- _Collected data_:
▬▬▬▬▬▬▬▬▬▬

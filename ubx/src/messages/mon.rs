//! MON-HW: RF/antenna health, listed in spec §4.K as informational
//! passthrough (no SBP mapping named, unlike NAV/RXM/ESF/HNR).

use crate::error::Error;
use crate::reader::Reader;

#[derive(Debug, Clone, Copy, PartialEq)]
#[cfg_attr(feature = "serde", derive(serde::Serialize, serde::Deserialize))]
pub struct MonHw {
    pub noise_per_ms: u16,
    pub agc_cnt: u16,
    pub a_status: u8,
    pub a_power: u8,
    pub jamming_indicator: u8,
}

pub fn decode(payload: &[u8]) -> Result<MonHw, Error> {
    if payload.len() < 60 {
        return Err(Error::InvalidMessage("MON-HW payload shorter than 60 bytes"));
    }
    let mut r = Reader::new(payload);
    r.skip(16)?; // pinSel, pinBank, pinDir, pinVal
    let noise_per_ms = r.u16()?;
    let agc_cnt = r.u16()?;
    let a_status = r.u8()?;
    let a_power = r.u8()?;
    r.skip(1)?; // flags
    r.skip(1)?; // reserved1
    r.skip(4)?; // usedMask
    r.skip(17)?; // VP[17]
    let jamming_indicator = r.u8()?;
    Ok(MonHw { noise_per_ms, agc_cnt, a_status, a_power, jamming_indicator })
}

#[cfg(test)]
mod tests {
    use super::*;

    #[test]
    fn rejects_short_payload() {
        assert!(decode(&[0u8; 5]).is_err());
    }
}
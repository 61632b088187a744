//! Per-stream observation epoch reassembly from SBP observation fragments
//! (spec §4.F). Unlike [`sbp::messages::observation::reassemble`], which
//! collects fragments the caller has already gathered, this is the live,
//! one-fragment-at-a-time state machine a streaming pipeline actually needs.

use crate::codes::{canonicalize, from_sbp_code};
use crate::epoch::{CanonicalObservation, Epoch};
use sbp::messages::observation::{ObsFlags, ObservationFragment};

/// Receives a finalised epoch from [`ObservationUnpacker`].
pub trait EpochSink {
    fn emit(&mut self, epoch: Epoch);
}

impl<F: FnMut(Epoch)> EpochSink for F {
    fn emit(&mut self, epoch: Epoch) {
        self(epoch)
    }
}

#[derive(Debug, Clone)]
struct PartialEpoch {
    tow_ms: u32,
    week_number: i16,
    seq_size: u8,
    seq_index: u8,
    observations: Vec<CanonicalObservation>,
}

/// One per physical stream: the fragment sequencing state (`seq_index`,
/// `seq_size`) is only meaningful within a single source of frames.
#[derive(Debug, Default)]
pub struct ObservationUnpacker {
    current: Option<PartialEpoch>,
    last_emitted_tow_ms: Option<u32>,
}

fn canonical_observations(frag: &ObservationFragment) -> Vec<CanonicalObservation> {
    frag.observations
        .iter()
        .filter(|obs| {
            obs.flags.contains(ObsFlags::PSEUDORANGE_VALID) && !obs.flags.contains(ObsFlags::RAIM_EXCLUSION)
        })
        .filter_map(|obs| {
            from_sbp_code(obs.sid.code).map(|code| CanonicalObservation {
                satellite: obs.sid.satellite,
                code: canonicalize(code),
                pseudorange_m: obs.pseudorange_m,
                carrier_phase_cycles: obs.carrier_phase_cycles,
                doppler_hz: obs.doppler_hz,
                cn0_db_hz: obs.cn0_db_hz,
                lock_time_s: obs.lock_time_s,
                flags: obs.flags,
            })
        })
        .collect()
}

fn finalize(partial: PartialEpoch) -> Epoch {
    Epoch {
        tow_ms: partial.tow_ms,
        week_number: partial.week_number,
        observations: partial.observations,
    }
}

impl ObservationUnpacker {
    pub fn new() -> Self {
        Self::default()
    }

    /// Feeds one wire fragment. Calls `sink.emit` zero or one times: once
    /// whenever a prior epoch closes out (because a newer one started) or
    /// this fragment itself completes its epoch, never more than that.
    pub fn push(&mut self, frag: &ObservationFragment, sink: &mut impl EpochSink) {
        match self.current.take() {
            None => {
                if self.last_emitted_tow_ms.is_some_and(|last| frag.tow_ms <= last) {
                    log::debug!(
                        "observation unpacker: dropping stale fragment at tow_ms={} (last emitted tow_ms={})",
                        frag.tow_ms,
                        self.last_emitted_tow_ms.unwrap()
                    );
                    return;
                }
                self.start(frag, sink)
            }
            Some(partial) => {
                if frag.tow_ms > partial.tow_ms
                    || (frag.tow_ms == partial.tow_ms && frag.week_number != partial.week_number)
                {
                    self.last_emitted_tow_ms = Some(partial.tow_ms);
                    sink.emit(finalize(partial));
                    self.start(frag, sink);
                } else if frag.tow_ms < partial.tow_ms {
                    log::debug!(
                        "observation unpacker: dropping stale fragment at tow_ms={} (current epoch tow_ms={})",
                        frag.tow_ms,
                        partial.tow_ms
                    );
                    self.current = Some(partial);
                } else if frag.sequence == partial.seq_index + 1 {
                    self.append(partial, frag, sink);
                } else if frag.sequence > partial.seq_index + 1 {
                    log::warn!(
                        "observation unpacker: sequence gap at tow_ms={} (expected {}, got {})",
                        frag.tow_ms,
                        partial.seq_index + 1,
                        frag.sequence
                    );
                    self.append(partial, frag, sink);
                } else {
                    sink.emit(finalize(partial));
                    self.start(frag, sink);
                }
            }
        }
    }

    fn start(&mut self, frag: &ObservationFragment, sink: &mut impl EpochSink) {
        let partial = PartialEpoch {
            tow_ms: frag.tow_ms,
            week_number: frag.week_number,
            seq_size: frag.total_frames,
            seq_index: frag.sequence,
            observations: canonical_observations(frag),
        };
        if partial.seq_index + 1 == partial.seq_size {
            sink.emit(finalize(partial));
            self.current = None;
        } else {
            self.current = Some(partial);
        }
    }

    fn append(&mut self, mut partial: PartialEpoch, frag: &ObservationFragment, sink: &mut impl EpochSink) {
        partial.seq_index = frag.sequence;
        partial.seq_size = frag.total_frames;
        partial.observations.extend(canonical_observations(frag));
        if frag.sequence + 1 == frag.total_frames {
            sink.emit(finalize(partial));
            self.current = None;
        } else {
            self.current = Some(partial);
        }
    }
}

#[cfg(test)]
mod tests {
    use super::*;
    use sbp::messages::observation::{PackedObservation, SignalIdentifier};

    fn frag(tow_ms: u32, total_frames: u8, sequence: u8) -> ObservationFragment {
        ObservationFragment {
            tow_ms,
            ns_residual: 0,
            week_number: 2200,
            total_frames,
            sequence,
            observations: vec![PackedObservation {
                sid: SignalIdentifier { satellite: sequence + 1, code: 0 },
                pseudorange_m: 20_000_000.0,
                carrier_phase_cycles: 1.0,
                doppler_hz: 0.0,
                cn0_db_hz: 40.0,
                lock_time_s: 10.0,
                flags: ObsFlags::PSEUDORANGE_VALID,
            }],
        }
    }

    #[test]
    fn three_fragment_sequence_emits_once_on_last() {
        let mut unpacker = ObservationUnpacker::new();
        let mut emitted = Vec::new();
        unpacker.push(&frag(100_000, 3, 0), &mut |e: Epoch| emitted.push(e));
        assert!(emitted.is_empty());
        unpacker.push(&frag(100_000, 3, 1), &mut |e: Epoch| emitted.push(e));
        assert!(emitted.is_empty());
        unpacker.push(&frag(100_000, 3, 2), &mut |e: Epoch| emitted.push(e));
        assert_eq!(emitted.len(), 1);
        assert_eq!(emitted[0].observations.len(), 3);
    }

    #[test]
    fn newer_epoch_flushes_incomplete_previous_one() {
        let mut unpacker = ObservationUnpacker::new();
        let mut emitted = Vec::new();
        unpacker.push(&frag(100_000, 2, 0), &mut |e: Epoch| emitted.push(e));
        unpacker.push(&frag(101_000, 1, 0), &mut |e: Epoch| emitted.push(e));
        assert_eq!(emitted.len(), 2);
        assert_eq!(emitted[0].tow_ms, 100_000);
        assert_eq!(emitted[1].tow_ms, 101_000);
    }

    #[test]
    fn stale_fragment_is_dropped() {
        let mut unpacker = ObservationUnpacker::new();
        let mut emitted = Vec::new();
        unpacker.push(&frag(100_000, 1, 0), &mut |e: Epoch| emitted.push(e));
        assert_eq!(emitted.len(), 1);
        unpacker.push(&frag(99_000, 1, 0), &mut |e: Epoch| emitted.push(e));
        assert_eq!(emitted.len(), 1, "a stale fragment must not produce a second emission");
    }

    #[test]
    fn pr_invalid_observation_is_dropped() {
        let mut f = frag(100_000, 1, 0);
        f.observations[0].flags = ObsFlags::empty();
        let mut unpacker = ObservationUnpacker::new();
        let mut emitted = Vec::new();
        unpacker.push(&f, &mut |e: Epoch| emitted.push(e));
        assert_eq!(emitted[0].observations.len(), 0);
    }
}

▬▬▬▬▬▬▬▬▬▬

- _WORK ITEM_:
Beginning at the opening line of the data, transcribe each line exactly until you reach the line with "if payload.len() <", which you also include, and go no further.

- _TASK OUTPUT_:
filename ubx/src/messages/mon.rs
//! MON-HW: RF/antenna health, listed in spec §4.K as informational
//! passthrough (no SBP mapping named, unlike NAV/RXM/ESF/HNR).

use crate::error::Error;
use crate::reader::Reader;

#[derive(Debug, Clone, Copy, PartialEq)]
#[cfg_attr(feature = "serde", derive(serde::Serialize, serde::Deserialize))]
pub struct MonHw {
    pub noise_per_ms: u16,
    pub agc_cnt: u16,
    pub a_status: u8,
    pub a_power: u8,
    pub jamming_indicator: u8,
}

pub fn decode(payload: &[u8]) -> Result<MonHw, Error> {
    if payload.len() < 60 {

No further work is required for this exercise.